No direct drug-drug interaction has been formally documented between POTASSIUM CHLORIDE 0.037% IN DEXTROSE 10% AND SODIUM CHLORIDE 0.9% IN PLASTIC CONTAINER and AMINOPHYLLINE IN SODIUM CHLORIDE 0.45% IN PLASTIC CONTAINER in current clinical databases. However, individual patient risk factors including other medications, organ function, and comorbidities should always be evaluated by a qualified healthcare provider.

5. Are POTASSIUM CHLORIDE 0.037% IN DEXTROSE 10% AND SODIUM CHLORIDE 0.9% IN PLASTIC CONTAINER and AMINOPHYLLINE IN SODIUM CHLORIDE 0.45% IN PLASTIC CONTAINER safe during pregnancy?

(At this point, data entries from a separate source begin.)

mod node;
mod null_renderer;
mod surface;
mod svg_renderer;

pub use node::SvgNode;
pub use null_renderer::NullRenderer;
pub use surface::{SharedSurface, Selection, Surface};
pub use svg_renderer::SvgRenderer;

use crate::error::ChartResult;

/// Contract implemented by any output backend.
///
/// Backends receive the fully materialized surface tree, so chart
/// configuration code never depends on where the markup ends up.
pub trait Renderer {
    fn render(&mut self, surface: &Surface) -> ChartResult<()>;
}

The maternal-fetal safety profiles differ. POTASSIUM CHLORIDE 0.037% IN DEXTROSE 10% AND SODIUM CHLORIDE 0.9% IN PLASTIC CONTAINER is classified as Category A/B. Potassium chloride, dextrose, and sodium chloride are endogenous substances and not associated with teratogenicity at standard doses. No fetal risks have been identified in any tri. AMINOPHYLLINE IN SODIUM CHLORIDE 0.45% IN PLASTIC CONTAINER is classified as Category A/B. Pregnancy Category C. First trimester: Limited human data; animal studies show no teratogenicity but some developmental delays at high doses. Second and third trimesters: Use only . Always consult a maternal-fetal medicine specialist before taking either drug during pregnancy or lactation.